Um diese rechtliche Hürde zu meistern, muss der Arbeitgeber im Prozess einen entsprechenden Sachvortrag halten, der oft nicht gelingt. Dies könnte eine Chance sein, den Arbeitsplatz doch noch zu erhalten. Eine weitere Variante, die größere Betriebe vorziehen, ist die Erstellung eines Interessenausgleichs und eines Sozialplans. Dies ist möglich, wenn mehr als 20 Mitarbeiter beschäftigt sind und es einen Betriebsrat gibt. Hier sind die Rechte der Betroffenen schwieriger einzuschätzen, weil die dringenden betrieblichen Bedürfnisse, die eine betriebsbedingte Kündigung rechtfertigen könnten, vermutet werden. Die Rechtfertigung für diese Vermutung findet sich darin, dass der Betriebsrat bei den entsprechenden Regelungen mitmachen muss, sodass eine kritische Würdigung der diesbezüglichen Gründe für den Beschäftigungswegfall nach Wertung des Gesetzgebers gesichert ist.

Die Schwäche dieses Modells liegt aber darin, dass der Betriebsrat in solchen Fällen sich auch in einer Interessenkollision befindet.
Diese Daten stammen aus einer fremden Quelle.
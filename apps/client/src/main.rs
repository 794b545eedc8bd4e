use std::process::ExitCode;
use std::sync::Arc;

use client::board::BoardAssets;
use client::boundary::{run_guarded, FallbackPanel};
use client::config::ClientConfig;
use client::controls::StartControl;
use client::decks::CardDecks;
use client::game::SharedGameState;
use client::host::{spawn_stdin_clicks, wait_for_start};
use client::screens::ScreenRegistry;
use client::startup::build_startup;
use client::telemetry::TracingLogging;
use client::ui::TerminalUi;
use tracing::info;

#[tokio::main(flavor = "current_thread")]
async fn main() -> ExitCode {
    let config = match ClientConfig::from_env() {
        Ok(config) => config,
        Err(e) => {
            eprintln!("{}", FallbackPanel::from_error(&e));
            return ExitCode::FAILURE;
        }
    };

    let screens = ScreenRegistry::with_default_screens().into_shared();
    let control = Arc::new(StartControl::new());
    let ui = Arc::new(TerminalUi::new(screens.clone()));

    let startup = build_startup()
        .with_logging(Arc::new(TracingLogging::new(config.log_format)))
        .with_board(Arc::new(BoardAssets::new(config.asset_dir.clone())))
        .with_deck(Arc::new(CardDecks::new(
            config.asset_dir.clone(),
            config.deck_seed,
        )))
        .with_ui(ui.clone())
        .with_game_state(Arc::new(SharedGameState::new()))
        .with_screens(screens)
        .with_start_control(control.clone())
        .with_config(config);

    let guarded = run_guarded(async {
        let startup = startup.build()?;
        startup.run().await
    });
    let handle = match guarded.await {
        Ok(handle) => handle,
        Err(e) => {
            println!("{}", FallbackPanel::from_error(&e));
            return ExitCode::FAILURE;
        }
    };

    println!("{}", ui.render());
    println!("Press Enter to start now.");

    // Each line on stdin is a click on the start control.
    let clicks = spawn_stdin_clicks();
    let source = wait_for_start(&handle, &control, clicks).await;
    info!(?source, "left the start screen");

    println!("{}", ui.render());
    ExitCode::SUCCESS
}
//! # Sync Configuration
//!
//! Configuration management for the sync engine.
//!
//! ## Configuration Sources
//! ```text
//! ┌─────────────────────────────────────────────────────────────────────────┐
//! │                    Configuration Priority                               │
//! │                                                                         │
//! │  1. Environment Variables (highest priority)                           │
//! │     SYNCLINE_ROLE=slave                                                │
//! │     SYNCLINE_BASE_URL=https://master.example.com/api/sync              │
//! │                                                                         │
//! │  2. TOML Config File                                                   │
//! │     ~/.config/syncline/sync.toml (Linux)                               │
//! │     ~/Library/Application Support/com.syncline.syncline/sync.toml      │
//! │     or an explicit --config path                                       │
//! │                                                                         │
//! │  3. Default Values (lowest priority)                                   │
//! │     role = slave, 25s timeout, 7 day retention                         │
//! └─────────────────────────────────────────────────────────────────────────┘
//! ```
//!
//! ## Configuration File Format
//! ```toml
//! # sync.toml
//! [sync]
//! role = "slave"  # master | slave
//! base_url = "https://master.example.com/api/sync"
//! timeout_secs = 25
//!
//! [connectivity]
//! endpoints = ["1.1.1.1:53", "8.8.8.8:53"]
//! timeout_secs = 3
//!
//! [change_log]
//! enabled = true
//! retention_days = 7
//!
//! [entities]
//! include = []      # empty: every user table
//! deny = ["users"]
//!
//! [database]
//! path = "syncline.db"
//! ```

use chrono::{DateTime, Utc};
use serde::{Deserialize, Serialize};
use std::path::PathBuf;
use std::time::Duration;
use tracing::{debug, info, warn};

use crate::error::{SyncError, SyncResult};
use syncline_core::timestamp;

/// Hard cap on the connectivity probe timeout.
pub const MAX_PROBE_TIMEOUT_SECS: u64 = 10;

// =============================================================================
// Sync Role
// =============================================================================

/// The role of this node.
///
/// Only a slave runs sync cycles. The master is the authoritative side that
/// serves the pull and push endpoints.
#[derive(Debug, Clone, Copy, PartialEq, Eq, Default, Serialize, Deserialize)]
#[serde(rename_all = "snake_case")]
pub enum SyncRole {
    Master,

    #[default]
    Slave,
}

impl SyncRole {
    /// Returns true if this node runs scheduled cycles.
    pub fn runs_cycles(&self) -> bool {
        matches!(self, SyncRole::Slave)
    }
}

impl std::fmt::Display for SyncRole {
    fn fmt(&self, f: &mut std::fmt::Formatter<'_>) -> std::fmt::Result {
        match self {
            SyncRole::Master => write!(f, "master"),
            SyncRole::Slave => write!(f, "slave"),
        }
    }
}

impl std::str::FromStr for SyncRole {
    type Err = SyncError;

    fn from_str(s: &str) -> Result<Self, Self::Err> {
        match s.trim().to_lowercase().as_str() {
            "master" => Ok(SyncRole::Master),
            "slave" => Ok(SyncRole::Slave),
            other => Err(SyncError::InvalidConfig(format!(
                "Unknown sync role: '{}'. Valid options: master, slave",
                other
            ))),
        }
    }
}

// =============================================================================
// Sync Settings
// =============================================================================

/// Sync behavior settings.
#[derive(Debug, Clone, Serialize, Deserialize)]
pub struct SyncSettings {
    /// Role of this node.
    #[serde(default)]
    pub role: SyncRole,

    /// Base URL of the master's sync endpoints.
    /// Required for the slave role.
    #[serde(default)]
    pub base_url: Option<String>,

    /// Timeout for each network call (seconds).
    #[serde(default = "default_timeout")]
    pub timeout_secs: u64,

    /// Extra attempts for a pull GET that failed with a retryable error.
    #[serde(default = "default_pull_retries")]
    pub pull_retries: u32,

    /// Initial backoff between pull retries (milliseconds).
    #[serde(default = "default_initial_backoff")]
    pub initial_backoff_ms: u64,

    /// Maximum backoff between pull retries (seconds).
    #[serde(default = "default_max_backoff")]
    pub max_backoff_secs: u64,

    /// Cursor used for an entity type that has never been pulled.
    #[serde(default = "default_start_date")]
    pub default_start_date: String,

    /// Entries left in `syncing` longer than this are treated as failed.
    #[serde(default = "default_stale_syncing")]
    pub stale_syncing_secs: u64,
}

fn default_timeout() -> u64 {
    25
}
fn default_pull_retries() -> u32 {
    2
}
fn default_initial_backoff() -> u64 {
    250
}
fn default_max_backoff() -> u64 {
    5
}
fn default_start_date() -> String {
    "2000-01-01T00:00:00Z".to_string()
}
fn default_stale_syncing() -> u64 {
    300
}

impl Default for SyncSettings {
    fn default() -> Self {
        SyncSettings {
            role: SyncRole::default(),
            base_url: None,
            timeout_secs: default_timeout(),
            pull_retries: default_pull_retries(),
            initial_backoff_ms: default_initial_backoff(),
            max_backoff_secs: default_max_backoff(),
            default_start_date: default_start_date(),
            stale_syncing_secs: default_stale_syncing(),
        }
    }
}

// =============================================================================
// Connectivity Settings
// =============================================================================

/// Reachability probe settings.
#[derive(Debug, Clone, Serialize, Deserialize)]
pub struct ConnectivitySettings {
    /// `host:port` endpoints tried in order; first success wins.
    #[serde(default = "default_endpoints")]
    pub endpoints: Vec<String>,

    /// Per-endpoint connect timeout (seconds).
    #[serde(default = "default_probe_timeout")]
    pub timeout_secs: u64,
}

fn default_endpoints() -> Vec<String> {
    vec!["1.1.1.1:53".to_string(), "8.8.8.8:53".to_string()]
}

fn default_probe_timeout() -> u64 {
    3
}

impl Default for ConnectivitySettings {
    fn default() -> Self {
        ConnectivitySettings {
            endpoints: default_endpoints(),
            timeout_secs: default_probe_timeout(),
        }
    }
}

// =============================================================================
// Change Log Settings
// =============================================================================

/// Change log settings.
#[derive(Debug, Clone, Serialize, Deserialize)]
pub struct ChangeLogSettings {
    /// Record local mutations. When false the change hook is a no-op.
    #[serde(default = "default_true")]
    pub enabled: bool,

    /// Completed entries older than this are swept.
    #[serde(default = "default_retention_days")]
    pub retention_days: u32,
}

fn default_true() -> bool {
    true
}

fn default_retention_days() -> u32 {
    7
}

impl Default for ChangeLogSettings {
    fn default() -> Self {
        ChangeLogSettings {
            enabled: true,
            retention_days: default_retention_days(),
        }
    }
}

// =============================================================================
// Entity & Database Settings
// =============================================================================

/// Which entity types take part in sync.
#[derive(Debug, Clone, Default, Serialize, Deserialize)]
pub struct EntitySettings {
    /// Explicit registration list. Empty means every user table.
    #[serde(default)]
    pub include: Vec<String>,

    /// Entity types never synced.
    #[serde(default)]
    pub deny: Vec<String>,
}

/// Local database settings.
#[derive(Debug, Clone, Serialize, Deserialize)]
pub struct DatabaseSettings {
    /// Path to the SQLite database file.
    #[serde(default = "default_database_path")]
    pub path: PathBuf,
}

fn default_database_path() -> PathBuf {
    PathBuf::from("syncline.db")
}

impl Default for DatabaseSettings {
    fn default() -> Self {
        DatabaseSettings {
            path: default_database_path(),
        }
    }
}

// =============================================================================
// Main Sync Configuration
// =============================================================================

/// Complete sync configuration.
#[derive(Debug, Clone, Default, Serialize, Deserialize)]
pub struct SyncConfig {
    #[serde(default)]
    pub sync: SyncSettings,

    #[serde(default)]
    pub connectivity: ConnectivitySettings,

    #[serde(default)]
    pub change_log: ChangeLogSettings,

    #[serde(default)]
    pub entities: EntitySettings,

    #[serde(default)]
    pub database: DatabaseSettings,
}

impl SyncConfig {
    /// Creates a new config with defaults.
    pub fn new() -> Self {
        Self::default()
    }

    /// Loads configuration from file, environment, and defaults.
    ///
    /// ## Load Order (later overrides earlier)
    /// 1. Default values
    /// 2. Config file (sync.toml)
    /// 3. Environment variables
    pub fn load(config_path: Option<PathBuf>) -> SyncResult<Self> {
        let mut config = Self::default();

        if let Some(path) = config_path.or_else(Self::default_config_path) {
            if path.exists() {
                info!(?path, "Loading sync config from file");
                let contents = std::fs::read_to_string(&path)?;
                config = Self::from_toml(&contents)?;
            } else {
                debug!(?path, "Config file not found, using defaults");
            }
        }

        config.apply_env_overrides();
        config.validate()?;

        Ok(config)
    }

    /// Parses a TOML document. Missing sections and keys take defaults.
    pub fn from_toml(contents: &str) -> SyncResult<Self> {
        Ok(toml::from_str(contents)?)
    }

    /// Validates the configuration.
    pub fn validate(&self) -> SyncResult<()> {
        match self.sync.base_url.as_deref() {
            Some(raw) => {
                let url = url::Url::parse(raw)?;
                if url.scheme() != "http" && url.scheme() != "https" {
                    return Err(SyncError::InvalidUrl(format!(
                        "Master URL must use http or https, got: {}",
                        raw
                    )));
                }
            }
            None if self.sync.role == SyncRole::Slave => {
                return Err(SyncError::InvalidConfig(
                    "sync.base_url is required for the slave role".into(),
                ));
            }
            None => {}
        }

        if self.sync.timeout_secs == 0 {
            return Err(SyncError::InvalidConfig(
                "sync.timeout_secs must be greater than 0".into(),
            ));
        }

        if self.connectivity.endpoints.is_empty() {
            return Err(SyncError::InvalidConfig(
                "connectivity.endpoints must list at least one host:port".into(),
            ));
        }

        if self.connectivity.timeout_secs == 0 {
            return Err(SyncError::InvalidConfig(
                "connectivity.timeout_secs must be greater than 0".into(),
            ));
        }

        if self.connectivity.timeout_secs > default_probe_timeout() {
            warn!(
                timeout_secs = self.connectivity.timeout_secs,
                cap = MAX_PROBE_TIMEOUT_SECS,
                "Connectivity probe timeout above 3s slows down offline cycles"
            );
        }

        if self.change_log.retention_days == 0 {
            return Err(SyncError::InvalidConfig(
                "change_log.retention_days must be at least 1".into(),
            ));
        }

        self.default_start()?;

        Ok(())
    }

    /// Applies environment variable overrides.
    fn apply_env_overrides(&mut self) {
        self.apply_overrides_from(|key| std::env::var(key).ok());
    }

    /// Applies overrides from any key lookup (the process environment in
    /// production).
    fn apply_overrides_from(&mut self, lookup: impl Fn(&str) -> Option<String>) {
        if let Some(role) = lookup("SYNCLINE_ROLE") {
            match role.parse() {
                Ok(parsed) => {
                    debug!(role = %role, "Overriding sync role from environment");
                    self.sync.role = parsed;
                }
                Err(_) => warn!(role = %role, "Unknown sync role in environment"),
            }
        }

        if let Some(url) = lookup("SYNCLINE_BASE_URL") {
            debug!(url = %url, "Overriding master URL from environment");
            self.sync.base_url = Some(url);
        }

        if let Some(timeout) = lookup("SYNCLINE_TIMEOUT_SECS") {
            if let Ok(t) = timeout.parse::<u64>() {
                self.sync.timeout_secs = t;
            }
        }

        if let Some(enabled) = lookup("SYNCLINE_CHANGE_LOG_ENABLED") {
            match enabled.to_lowercase().as_str() {
                "1" | "true" | "yes" | "on" => self.change_log.enabled = true,
                "0" | "false" | "no" | "off" => self.change_log.enabled = false,
                _ => warn!(value = %enabled, "Unknown change log flag in environment"),
            }
        }

        if let Some(path) = lookup("SYNCLINE_DATABASE_PATH") {
            self.database.path = PathBuf::from(path);
        }

        if let Some(days) = lookup("SYNCLINE_RETENTION_DAYS") {
            if let Ok(d) = days.parse::<u32>() {
                self.change_log.retention_days = d;
            }
        }
    }

    /// Returns the default config file path.
    fn default_config_path() -> Option<PathBuf> {
        directories::ProjectDirs::from("com", "syncline", "syncline")
            .map(|dirs| dirs.config_dir().join("sync.toml"))
    }

    // =========================================================================
    // Convenience Methods
    // =========================================================================

    /// Returns the role of this node.
    pub fn role(&self) -> SyncRole {
        self.sync.role
    }

    /// Returns the master base URL if configured.
    pub fn base_url(&self) -> Option<&str> {
        self.sync.base_url.as_deref()
    }

    /// Per-call network timeout.
    pub fn request_timeout(&self) -> Duration {
        Duration::from_secs(self.sync.timeout_secs)
    }

    /// Per-endpoint probe timeout, capped at [`MAX_PROBE_TIMEOUT_SECS`].
    pub fn probe_timeout(&self) -> Duration {
        Duration::from_secs(self.connectivity.timeout_secs.min(MAX_PROBE_TIMEOUT_SECS))
    }

    /// Age after which a `syncing` entry is considered abandoned.
    pub fn stale_syncing_after(&self) -> chrono::Duration {
        chrono::Duration::seconds(i64::try_from(self.sync.stale_syncing_secs).unwrap_or(i64::MAX))
    }

    /// Parsed default start date for cursors.
    pub fn default_start(&self) -> SyncResult<DateTime<Utc>> {
        timestamp::parse_str(&self.sync.default_start_date).ok_or_else(|| {
            SyncError::InvalidConfig(format!(
                "sync.default_start_date is not a date: '{}'",
                self.sync.default_start_date
            ))
        })
    }
}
Gelingt nämlich der Abschluss eines Interessenausgleich nebst Sozialplan, mit dem viele Arbeitnehmer*innen über eine Namensliste erfasst und massenhaft entlassen werden, dürfte der Fortbestand des Unternehmens und der Fortbestand der Arbeitsplätze der Betriebsräte gesichert sein, sofern der Betrieb in der Folge nicht doch insolvent wird. Oftmals kombiniert werden diese Lösungen mit der Gründung einer Beschäftigungsgesellschaft, die dann zusätzliche Abfindungsangebote hervorbringt. In diese Beschäftigungsgesellschaften treten dann die betroffenen Arbeitnehmer* innen ein, obwohl ihre berufliche Zukunft dort eher verwaltet als real gefördert wird. Insbesondere qualifizierte Arbeitskräfte müssen sich hierauf nicht einlassen, zumal die derzeitige Krise auch zeigt, dass viele Arbeitsplätze jetzt durchaus auch neu besetzt werden. Jedenfalls ist hier der Beratungsbedarf bezüglich neu abzuschließender Arbeitsverträge ganz erheblich angestiegen.

Beschäftigte, die somit spüren, dass sich die Lage bei Ihrem Arbeitgeber nicht zum Besseren verändert, sollten daher nicht einfach warten und hoffen, dass der Arbeitgeber sich noch einmal „berappelt“, sondern sollten sich frühzeitig um berufliche Alternativen kümmern. Dass auch dies gerade in erheblichen Umfange passiert, sieht man daran, dass viele Arbeitnehmer*innen bei uns wegen ihren Kündigungsfristen nachfragen, die oftmals an die Arbeitgeberfristen gekoppelt sind und einen schnellen Wechsel möglicherweise gar nicht ermöglichen. Aber auch insoweit kann unter bestimmten Umständen geholfen werden, denn auch für den Arbeitgeber gilt, dass es wenig sinnvoll ist „Reisende aufzuhalten“.